Who cares for the caregiver?

Who cares for the caregiver? It`s a very important issue for community families

Who takes care of the caregiver?

It`s a very important issue for community families contending with dementia, since caregiving can be physically and emotionally stressful.

“One of the most important things you can do to support someone with dementia is to take care of yourself,” says Tara Hildebrand, the Alzheimer Society of B.C.’s regional support and education coordinator.

“By acknowledging and addressing your own needs, you will be better prepared to provide effective care and support.”

Some self-care tips include:

1. Set realistic expectations for yourself. Take one day at a time.

2. Get help. Don’t try to do everything by yourself.

3. Look after yourself.

Talk to someone who is willing to listen. Continue to participate in activities you enjoy. Learn relaxation techniques.

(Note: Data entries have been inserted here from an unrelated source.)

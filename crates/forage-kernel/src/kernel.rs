//! Configured entry point bundling map shape and observation radius.

use crate::config::{ConfigError, KernelConfig};
use crate::observation::{observe, observe_all, AgentView};
use crate::render::render;
use crate::state::ForageState;
use crate::transition::{transition, StepOutcome};
use forage_core::{Action, Agent, Food, StateError, StepError};
use forage_space::{Grid, GridShape, SpaceError};

/// A validated configuration plus the per-step operations that use it.
///
/// # Examples
///
/// ```
/// use forage_core::{Action, Agent, Food};
/// use forage_kernel::{Kernel, KernelConfig};
///
/// let kernel = Kernel::new(KernelConfig { rows: 3, cols: 3, field_of_view: 1 }).unwrap();
/// let state = kernel
///     .reset(
///         vec![Agent::new(0, 1, (0, 1)), Agent::new(1, 1, (1, 0))],
///         vec![Food::new(2, (1, 1))],
///     )
///     .unwrap();
/// let out = kernel.step(&state, &[Action::Load, Action::Load]).unwrap();
/// assert_eq!(out.eaten, vec![true]);
/// assert!(kernel.is_done(&out.state));
/// ```
#[derive(Clone, Debug)]
pub struct Kernel {
    config: KernelConfig,
    shape: GridShape,
}

impl Kernel {
    /// Validate `config` and build a kernel.
    pub fn new(config: KernelConfig) -> Result<Self, ConfigError> {
        let shape = config.validate()?;
        Ok(Self { config, shape })
    }

    /// The configuration this kernel was built from.
    pub fn config(&self) -> &KernelConfig {
        &self.config
    }

    /// Validated map shape.
    pub fn shape(&self) -> GridShape {
        self.shape
    }

    /// Validate an initial layout against this kernel's shape.
    pub fn reset(&self, agents: Vec<Agent>, foods: Vec<Food>) -> Result<ForageState, StateError> {
        ForageState::new(self.shape, agents, foods)
    }

    /// Advance one step. See [`transition`].
    ///
    /// Fails with [`StepError::ShapeMismatch`] when `state` was built for a
    /// different map size.
    pub fn step(&self, state: &ForageState, actions: &[Action]) -> Result<StepOutcome, StepError> {
        let got = state.shape();
        if got != self.shape {
            return Err(StepError::ShapeMismatch {
                expected: dims(self.shape),
                got: dims(got),
            });
        }
        transition(state, actions)
    }

    /// The configured-radius view for one agent.
    pub fn observe(&self, state: &ForageState, agent: &Agent) -> Result<AgentView, SpaceError> {
        self.check_shape(state)?;
        observe(state, agent, self.config.field_of_view)
    }

    /// Views for every agent, in slot order.
    pub fn observe_all(&self, state: &ForageState) -> Result<Vec<AgentView>, SpaceError> {
        self.check_shape(state)?;
        observe_all(state, self.config.field_of_view)
    }

    fn check_shape(&self, state: &ForageState) -> Result<(), SpaceError> {
        if state.shape() == self.shape {
            Ok(())
        } else {
            Err(SpaceError::ShapeMismatch {
                left: dims(self.shape),
                right: dims(state.shape()),
            })
        }
    }

    // Rendering reads the state's own shape and cannot fail.

    /// Agent occupancy grid.
    pub fn render_agents(&self, state: &ForageState) -> Grid {
        render(state.agents(), state.shape())
    }

    /// Unconsumed-food occupancy grid.
    pub fn render_foods(&self, state: &ForageState) -> Grid {
        render(state.foods(), state.shape())
    }

    /// Whether the episode has nothing left to harvest.
    pub fn is_done(&self, state: &ForageState) -> bool {
        state.all_food_eaten()
    }
}

fn dims(shape: GridShape) -> (u32, u32) {
    (shape.rows(), shape.cols())
}

#[cfg(test)]
mod tests {
    use super::*;
    use forage_core::Position;
    use forage_test_utils::{agents, foods};

    fn kernel3() -> Kernel {
        Kernel::new(KernelConfig {
            rows: 3,
            cols: 3,
            field_of_view: 1,
        })
        .unwrap()
    }

    #[test]
    fn invalid_config_rejected() {
        let err = Kernel::new(KernelConfig {
            rows: 0,
            cols: 3,
            field_of_view: 1,
        })
        .unwrap_err();
        assert_eq!(err, ConfigError::Space(SpaceError::EmptySpace));
    }

    #[test]
    fn reset_validates_against_shape() {
        let kernel = Kernel::new(KernelConfig {
            rows: 2,
            cols: 2,
            field_of_view: 1,
        })
        .unwrap();
        assert!(matches!(
            kernel.reset(agents(), vec![]),
            Err(StateError::OutOfBounds { .. })
        ));
    }

    #[test]
    fn foreign_state_rejected() {
        let small = kernel3();
        let large = Kernel::new(KernelConfig {
            rows: 4,
            cols: 5,
            field_of_view: 1,
        })
        .unwrap();
        let state = large.reset(agents(), foods()).unwrap();

        assert_eq!(
            small.step(&state, &[Action::Noop; 4]).unwrap_err(),
            StepError::ShapeMismatch {
                expected: (3, 3),
                got: (4, 5)
            }
        );
        let mismatch = SpaceError::ShapeMismatch {
            left: (3, 3),
            right: (4, 5),
        };
        assert_eq!(small.observe(&state, &state.agents()[0]).unwrap_err(), mismatch);
        assert_eq!(small.observe_all(&state).unwrap_err(), mismatch);
        assert!(large.step(&state, &[Action::Noop; 4]).is_ok());
    }

    #[test]
    fn renders_fixture() {
        let kernel = kernel3();
        let state = kernel.reset(agents(), foods()).unwrap();
        assert_eq!(
            kernel.render_agents(&state).to_rows(),
            vec![vec![1, 2, 0], vec![2, 0, 1], vec![0, 0, 0]]
        );
        assert_eq!(
            kernel.render_foods(&state).to_rows(),
            vec![vec![0, 0, 0], vec![0, 4, 0], vec![3, 0, 0]]
        );
    }

    #[test]
    fn episode_runs_to_completion() {
        let kernel = kernel3();
        let state = kernel.reset(agents(), foods()).unwrap();
        assert!(!kernel.is_done(&state));

        // Eat the centre food with agents 1, 2 and 3.
        let out = kernel
            .step(&state, &[Action::Noop, Action::Load, Action::Load, Action::Load])
            .unwrap();
        assert_eq!(out.eaten, vec![true, false]);

        // Agent 3 walks down to (2, 2), then left to (2, 1) beside food 1.
        let out = kernel
            .step(&out.state, &[Action::Noop, Action::Noop, Action::Noop, Action::Down])
            .unwrap();
        let out = kernel
            .step(&out.state, &[Action::Noop, Action::Noop, Action::Noop, Action::Left])
            .unwrap();
        assert_eq!(out.state.agents()[3].position, Position::new(2, 1));

        // Agents 2 (level 2) and 3 (level 1) load on food 1 (level 3).
        let out = kernel
            .step(&out.state, &[Action::Noop, Action::Noop, Action::Load, Action::Load])
            .unwrap();
        assert_eq!(out.eaten, vec![false, true]);
        assert_eq!(out.contributions[1], vec![0, 0, 2, 1]);
        assert!(kernel.is_done(&out.state));
    }

    #[test]
    fn observe_uses_configured_radius() {
        let kernel = kernel3();
        let state = kernel.reset(agents(), foods()).unwrap();
        let views = kernel.observe_all(&state).unwrap();
        assert_eq!(views.len(), 4);
        assert!(views.iter().all(|v| v.agents.shape().rows() == 3));
        assert_eq!(kernel.observe(&state, &state.agents()[2]).unwrap(), views[2]);
    }
}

Get some exercise, even if it’s just a quick walk around the block.

4. Make regular appointments with your doctor.

Let them know if you are concerned about your stress level.

5. Participate in the Society’s free local support and information group.

For more information contact Hildebrand at 250-377-8200, toll-free 1-800-886-6946 or tHildebrand@alzheimerbc.org

The support group serves as a place to exchange information, support and friendship with others whose lives are affected by dementia.

A forum for sharing practical tips and strategies for coping with the disease, it also provides an opportunity to decrease feelings of isolation and loneliness, and to find a positive outlook on things without being misunderstood.